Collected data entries
□ □ □ □ □ □ □

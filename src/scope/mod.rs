// ABOUTME: Context and private-data scope chains for a single render call
// ABOUTME: Resolves path expressions by walking frames from the current scope to the root

mod data;
mod frames;

use tracing::trace;

use crate::ast::PathExpr;
use crate::value::{Map, Value};

pub use data::DataFrame;
use frames::FrameArena;
pub use frames::FrameId;

/// Position in both chains: the active context frame and the active data frame.
#[derive(Debug, Clone, Copy, PartialEq, Eq)]
pub struct Cursor {
    pub context: FrameId,
    pub data: FrameId,
}

/// Arena sizes at a point in time; releasing a mark drops every frame pushed since
#[derive(Debug, Clone, Copy, PartialEq, Eq)]
pub struct Mark {
    contexts: usize,
    data: usize,
}

/// The two frame chains owned by one render call
#[derive(Debug)]
pub(crate) struct ScopeStack {
    contexts: FrameArena,
    data: FrameArena,
}

impl ScopeStack {
    pub fn new(root: Value, data: DataFrame) -> Self {
        Self {
            contexts: FrameArena::new(root),
            data: FrameArena::new(Value::from(data)),
        }
    }

    pub fn root_cursor(&self) -> Cursor {
        Cursor {
            context: self.contexts.root(),
            data: self.data.root(),
        }
    }

    pub fn context_value(&self, cursor: Cursor) -> &Value {
        self.contexts.value(cursor.context)
    }

    pub fn root_value(&self) -> &Value {
        self.contexts.value(self.contexts.root())
    }

    /// Substitute a new context for child scopes
    pub fn push_context(&mut self, cursor: Cursor, value: Value) -> Cursor {
        Cursor {
            context: self.contexts.push(value, cursor.context),
            ..cursor
        }
    }

    /// Inject private data for child scopes; unset keys keep resolving through the parent
    pub fn push_data(&mut self, cursor: Cursor, frame: DataFrame) -> Cursor {
        Cursor {
            data: self.data.push(Value::from(frame), cursor.data),
            ..cursor
        }
    }

    pub fn mark(&self) -> Mark {
        Mark {
            contexts: self.contexts.len(),
            data: self.data.len(),
        }
    }

    pub fn release(&mut self, mark: Mark) {
        self.contexts.truncate(mark.contexts);
        self.data.truncate(mark.data);
    }

    /// Number of live context frames
    #[cfg(test)]
    pub fn depth(&self) -> usize {
        self.contexts.len()
    }

    /// Resolve a path as a value. Helper lookup is the caller's concern.
    pub fn resolve(&self, cursor: Cursor, path: &PathExpr) -> Value {
        if path.data {
            return self.resolve_data(cursor, path);
        }

        let Some(start) = self.contexts.ancestor(cursor.context, path.up) else {
            trace!(path = %path, "up-navigation left the context chain");
            return Value::Absent;
        };

        let Some((first, rest)) = path.segments.split_first() else {
            return self.contexts.value(start).clone();
        };

        for frame in self.contexts.chain(start) {
            if let Some(found) = self.contexts.value(frame).get(first) {
                return found.get_path(rest);
            }
        }

        trace!(path = %path, "path not found in any context frame");
        Value::Absent
    }

    fn resolve_data(&self, cursor: Cursor, path: &PathExpr) -> Value {
        let Some((first, rest)) = path.segments.split_first() else {
            return Value::Absent;
        };

        if first == "root" && path.up == 0 {
            return self.root_value().get_path(rest);
        }

        let Some(start) = self.data.ancestor(cursor.data, path.up) else {
            return Value::Absent;
        };

        self.data
            .chain(start)
            .find_map(|frame| self.data.value(frame).get(first))
            .map_or(Value::Absent, |found| found.get_path(rest))
    }

    /// Flatten the data chain ending at `cursor` into one frame; nearer frames win
    pub fn data_snapshot(&self, cursor: Cursor) -> DataFrame {
        let frames: Vec<FrameId> = self.data.chain(cursor.data).collect();
        let mut merged = Map::new();
        for frame in frames.into_iter().rev() {
            if let Some(entries) = self.data.value(frame).as_mapping() {
                for (key, value) in entries {
                    merged.insert(key.clone(), value.clone());
                }
            }
        }
        DataFrame::from_map(merged)
    }
}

□ □ □ □ □ □ □

*Exercise objective*
Once you have read the records above, set each one down again exactly.

*Your response*
filename src/scope/mod.rs
// ABOUTME: Context and private-data scope chains for a single render call
// ABOUTME: Resolves path expressions by walking frames from the current scope to the root

mod data;
mod frames;

use tracing::trace;

use crate::ast::PathExpr;
use crate::value::{Map, Value};

pub use data::DataFrame;
use frames::FrameArena;
pub use frames::FrameId;

/// Position in both chains: the active context frame and the active data frame.
#[derive(Debug, Clone, Copy, PartialEq, Eq)]
pub struct Cursor {
    pub context: FrameId,
    pub data: FrameId,
}

/// Arena sizes at a point in time; releasing a mark drops every frame pushed since
#[derive(Debug, Clone, Copy, PartialEq, Eq)]
pub struct Mark {
    contexts: usize,
    data: usize,
}

/// The two frame chains owned by one render call
#[derive(Debug)]
pub(crate) struct ScopeStack {
    contexts: FrameArena,
    data: FrameArena,
}

impl ScopeStack {
    pub fn new(root: Value, data: DataFrame) -> Self {
        Self {
            contexts: FrameArena::new(root),
            data: FrameArena::new(Value::from(data)),
        }
    }

    pub fn root_cursor(&self) -> Cursor {
        Cursor {
            context: self.contexts.root(),
            data: self.data.root(),
        }
    }

    pub fn context_value(&self, cursor: Cursor) -> &Value {
        self.contexts.value(cursor.context)
    }

    pub fn root_value(&self) -> &Value {
        self.contexts.value(self.contexts.root())
    }

    /// Substitute a new context for child scopes
    pub fn push_context(&mut self, cursor: Cursor, value: Value) -> Cursor {
        Cursor {
            context: self.contexts.push(value, cursor.context),
            ..cursor
        }
    }

    /// Inject private data for child scopes; unset keys keep resolving through the parent
    pub fn push_data(&mut self, cursor: Cursor, frame: DataFrame) -> Cursor {
        Cursor {
            data: self.data.push(Value::from(frame), cursor.data),
            ..cursor
        }
    }

    pub fn mark(&self) -> Mark {
        Mark {
            contexts: self.contexts.len(),
            data: self.data.len(),
        }
    }

    pub fn release(&mut self, mark: Mark) {
        self.contexts.truncate(mark.contexts);
        self.data.truncate(mark.data);
    }

    /// Number of live context frames
    #[cfg(test)]
    pub fn depth(&self) -> usize {
        self.contexts.len()
    }

    /// Resolve a path as a value. Helper lookup is the caller's concern.
    pub fn resolve(&self, cursor: Cursor, path: &PathExpr) -> Value {
        if path.data {
            return self.resolve_data(cursor, path);
        }

        let Some(start) = self.contexts.ancestor(cursor.context, path.up) else {
            trace!(path = %path, "up-navigation left the context chain");
            return Value::Absent;
        };

        let Some((first, rest)) = path.segments.split_first() else {
            return self.contexts.value(start).clone();
        };

        for frame in self.contexts.chain(start) {
            if let Some(found) = self.contexts.value(frame).get(first) {
                return found.get_path(rest);
            }
        }

        trace!(path = %path, "path not found in any context frame");
        Value::Absent
    }

    fn resolve_data(&self, cursor: Cursor, path: &PathExpr) -> Value {
        let Some((first, rest)) = path.segments.split_first() else {
            return Value::Absent;
        };

        if first == "root" && path.up == 0 {
            return self.root_value().get_path(rest);
        }

        let Some(start) = self.data.ancestor(cursor.data, path.up) else {
            return Value::Absent;
        };

        self.data
            .chain(start)
            .find_map(|frame| self.data.value(frame).get(first))
            .map_or(Value::Absent, |found| found.get_path(rest))
    }

    /// Flatten the data chain ending at `cursor` into one frame; nearer frames win
    pub fn data_snapshot(&self, cursor: Cursor) -> DataFrame {
        let frames: Vec<FrameId> = self.data.chain(cursor.data).collect();
        let mut merged = Map::new();
        for frame in frames.into_iter().rev() {
            if let Some(entries) = self.data.value(frame).as_mapping() {
                for (key, value) in entries {
                    merged.insert(key.clone(), value.clone());
                }
            }
        }
        DataFrame::from_map(merged)
    }
}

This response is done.